//! AlphaSMS balance (`GET /user/balance?api_key=...`).
//!
//! The API answers `200` even for API-level failures and reports them in the
//! `error` field; `data` is then missing or not an object.

use super::{
    FetchError,
    RawPayload,
    Reading,
    Source,
    SourceKind,
};
use crate::{
    account::{
        Account,
        Credential,
    },
    metrics::{
        MetricDesc,
        PLAN_EXPIRATION_SECONDS,
    },
};
use reqwest::{
    Client as HttpClient,
    RequestBuilder,
};
use serde::{
    Deserialize,
    Deserializer,
    Serialize,
};
use std::time::Duration;

pub const DEFAULT_BASE_URL: &str = "https://api.sms.net.bd";
const BALANCE_PATH: &str = "/user/balance";
const TIMEOUT: Duration = Duration::from_secs(10);

const BALANCE_AMOUNT: &str = "user_balance_amount";
const BALANCE_ERROR: &str = "user_balance_error";
pub(super) const VALIDITY_TIMESTAMP: &str = "user_balance_validity";

/// Balance is documented as a string but some deployments send a number.
#[derive(Debug, Clone, PartialEq, Serialize, Deserialize)]
#[serde(untagged)]
pub enum Amount {
    Number(f64),
    Text(String),
}

impl Amount {
    fn as_f64(&self) -> Option<f64> {
        match self {
            Amount::Number(value) => Some(*value),
            Amount::Text(text) => text.trim().parse().ok(),
        }
    }
}

#[derive(Debug, Clone, PartialEq, Default, Serialize, Deserialize)]
pub struct BalanceData {
    pub balance: Option<Amount>,
    pub validity: Option<String>,
}

#[derive(Debug, Clone, PartialEq, Default, Serialize, Deserialize)]
pub struct AlphaSmsBalance {
    pub error: Option<i64>,
    pub msg: Option<String>,
    #[serde(default, deserialize_with = "lenient_data")]
    pub data: Option<BalanceData>,
}

fn lenient_data<'de, D>(deserializer: D) -> Result<Option<BalanceData>, D::Error>
where
    D: Deserializer<'de>,
{
    let value = Option::<serde_json::Value>::deserialize(deserializer)?;
    Ok(value.and_then(|value| serde_json::from_value(value).ok()))
}

impl AlphaSmsBalance {
    pub fn validity(&self) -> Option<&str> {
        self.data.as_ref()?.validity.as_deref()
    }

    pub(super) fn readings(&self) -> Vec<Reading> {
        let mut readings = Vec::new();
        if let Some(balance) = self.data.as_ref().and_then(|data| data.balance.as_ref()) {
            match balance.as_f64() {
                Some(value) => readings.push(Reading::new(BALANCE_AMOUNT, value)),
                None => warn!(?balance, "Balance is not a number, skipping"),
            }
        }
        if let Some(error) = self.error {
            if error != 0 {
                debug!(error, msg = ?self.msg, "AlphaSMS reported an API error");
            }
            readings.push(Reading::new(BALANCE_ERROR, error as f64));
        }
        readings
    }
}

#[derive(Debug, Clone)]
pub struct AlphaSms {
    base_url: String,
}

impl Default for AlphaSms {
    fn default() -> Self {
        Self::with_base_url(DEFAULT_BASE_URL)
    }
}

impl AlphaSms {
    pub fn new() -> Self {
        Self::default()
    }

    pub fn with_base_url(base_url: impl Into<String>) -> Self {
        Self {
            base_url: base_url.into(),
        }
    }
}

impl Source for AlphaSms {
    fn kind(&self) -> SourceKind {
        SourceKind::AlphaSms
    }

    fn default_timeout(&self) -> Duration {
        TIMEOUT
    }

    fn request(
        &self,
        http: &HttpClient,
        _account: &Account,
        credential: &Credential,
    ) -> Result<RequestBuilder, FetchError> {
        let Credential::Token(api_key) = credential else {
            return Err(FetchError::UnsupportedCredential {
                kind: self.kind(),
                scheme: credential.scheme(),
            });
        };
        let url = format!("{}{BALANCE_PATH}", self.base_url.trim_end_matches('/'));
        Ok(http.get(url).query(&[("api_key", api_key.expose())]))
    }

    fn decode(&self, body: &[u8]) -> Result<RawPayload, serde_json::Error> {
        serde_json::from_slice(body).map(RawPayload::AlphaSms)
    }

    fn value_descs(&self) -> Vec<MetricDesc> {
        let ns = self.kind().namespace();
        vec![
            MetricDesc::new(ns, BALANCE_AMOUNT, "The current balance amount."),
            MetricDesc::new(ns, BALANCE_ERROR, "The error code reported by the balance API."),
            MetricDesc::new(ns, VALIDITY_TIMESTAMP, "Validity date of the balance amount, as a Unix timestamp."),
            MetricDesc::new(ns, PLAN_EXPIRATION_SECONDS, "The time until the balance expires, in seconds."),
        ]
    }
}

#[cfg(test)]
mod tests {
    use super::*;
    use crate::{
        account::AccountRegistry,
        source::SourceClient,
    };
    use pretty_assertions::assert_eq;

    #[test]
    fn decodes_balance_and_validity() {
        let payload = AlphaSms::new()
            .decode(br#"{"error":0,"msg":"Success","data":{"balance":"1532.45","validity":"2025-01-31 00:00:00"}}"#)
            .unwrap();

        assert_eq!(
            payload.readings(),
            vec![Reading::new(BALANCE_AMOUNT, 1532.45), Reading::new(BALANCE_ERROR, 0.0)]
        );
        assert_eq!(payload.reset_date(), Some("2025-01-31 00:00:00"));
        assert_eq!(payload.reset_timestamp_metric(), Some(VALIDITY_TIMESTAMP));
    }

    #[test]
    fn api_error_without_data_keeps_error_code() {
        let payload = AlphaSms::new()
            .decode(br#"{"error":405,"msg":"Authorization Failed","data":[]}"#)
            .unwrap();

        assert_eq!(payload.readings(), vec![Reading::new(BALANCE_ERROR, 405.0)]);
        assert_eq!(payload.reset_date(), None);
    }

    #[test]
    fn unparsable_balance_skips_only_that_reading() {
        let payload = AlphaSms::new()
            .decode(br#"{"error":0,"data":{"balance":"n/a","validity":"2025-01-31 00:00:00"}}"#)
            .unwrap();

        assert_eq!(payload.readings(), vec![Reading::new(BALANCE_ERROR, 0.0)]);
        assert!(payload.reset_date().is_some());
    }

    #[tokio::test]
    async fn transport_errors_do_not_expose_the_api_key() {
        // Bind and drop to get a port nobody listens on.
        let listener = tokio::net::TcpListener::bind("127.0.0.1:0").await.unwrap();
        let address = listener.local_addr().unwrap();
        drop(listener);

        let registry = AccountRegistry::new([Account::new("default", Credential::token("TOPSECRETKEY"))]).unwrap();
        let client = SourceClient::new(AlphaSms::with_base_url(format!("http://{address}")));
        let result = client.fetch(&registry, "default").await;

        let error = result.error.unwrap();
        assert!(matches!(error, FetchError::Transport(_)));
        assert!(!format!("{error}").contains("TOPSECRETKEY"));
    }

    #[test]
    fn numeric_balance_is_accepted() {
        let payload = AlphaSms::new().decode(br#"{"data":{"balance":12.5}}"#).unwrap();
        assert_eq!(payload.readings(), vec![Reading::new(BALANCE_AMOUNT, 12.5)]);
    }
}
#[macro_use]
extern crate tracing;

mod app;
pub mod exporters;
mod logging;

pub use app::App;
pub use logging::init_logging;
pub use rtsl_exporter_config::{
    Args,
    Config,
};

pub fn init_errors() -> color_eyre::Result<()> {
    color_eyre::install()
}
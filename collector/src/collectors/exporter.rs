use super::{
    collector::Collector,
    orchestrator::{
        CollectError,
        Orchestrator,
    },
};
use crate::{
    metrics::{
        MetricDesc,
        Snapshot,
        RESPONSE_TIME_SECONDS,
        STATUS_CODE,
    },
    source::SourceKind,
};
use std::{
    future::Future,
    pin::Pin,
};

/// One source, all its accounts, and the descriptors of everything it emits.
pub struct Exporter {
    orchestrator: Orchestrator,
    descs: Vec<MetricDesc>,
}

impl Exporter {
    pub fn new(orchestrator: Orchestrator) -> Self {
        let client = orchestrator.client();
        let ns = client.kind().namespace();
        let mut descs = vec![
            MetricDesc::new(ns, STATUS_CODE, "HTTP status code of the last request to the upstream API, 0 if none."),
            MetricDesc::new(
                ns,
                RESPONSE_TIME_SECONDS,
                "Response time of the last request to the upstream API, in seconds.",
            ),
        ];
        descs.extend(client.source().value_descs());
        Self { orchestrator, descs }
    }

    pub fn kind(&self) -> SourceKind {
        self.orchestrator.kind()
    }
}

impl Collector for Exporter {
    fn describe(&self) -> Vec<MetricDesc> {
        self.descs.clone()
    }

    fn collect(&self) -> Pin<Box<dyn Future<Output = Result<Snapshot, CollectError>> + Send + '_>> {
        Box::pin(self.orchestrator.collect())
    }

    fn name(&self) -> &'static str {
        self.kind().namespace()
    }
}
//! # Collectors
//!
//! - **`Collector` trait**: what the exposition layer scrapes
//! - **`Orchestrator`**: concurrent fan-out over the accounts of one source
//! - **`Exporter`**: pairs an orchestrator with the fixed set of descriptors
//!   for its source

pub mod collector;
pub mod exporter;
pub mod orchestrator;

pub use collector::Collector;
pub use exporter::Exporter;
pub use orchestrator::{
    CollectError,
    Orchestrator,
};
use axum::Router;
use eyre::Context as _;
use std::future::Future;
use tokio::net::TcpListener;

/// Serves `router` until `shutdown` resolves, then drains open connections.
pub async fn serve(
    listener: TcpListener,
    router: Router,
    shutdown: impl Future<Output = ()> + Send + 'static,
) -> eyre::Result<()> {
    if let Ok(address) = listener.local_addr() {
        info!("listening on {address}");
    }
    axum::serve(listener, router.into_make_service())
        .with_graceful_shutdown(shutdown)
        .await
        .wrap_err("HTTP server failed")
}

/// Resolves on Ctrl-C.
pub async fn shutdown_signal() {
    if let Err(e) = tokio::signal::ctrl_c().await {
        error!("Failed to listen for the shutdown signal: {e}");
        std::future::pending::<()>().await;
    }
    info!("Shutdown signal received");
}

WHAT YOU ARE ASKED TO DO >> Which lines of the listing include the string "tokio"? Pull them out.

COMPLETED TASK >>
    #[tokio::test]
        let listener = tokio::net::TcpListener::bind("127.0.0.1:0").await.unwrap();
use tokio::net::TcpListener;
    if let Err(e) = tokio::signal::ctrl_c().await {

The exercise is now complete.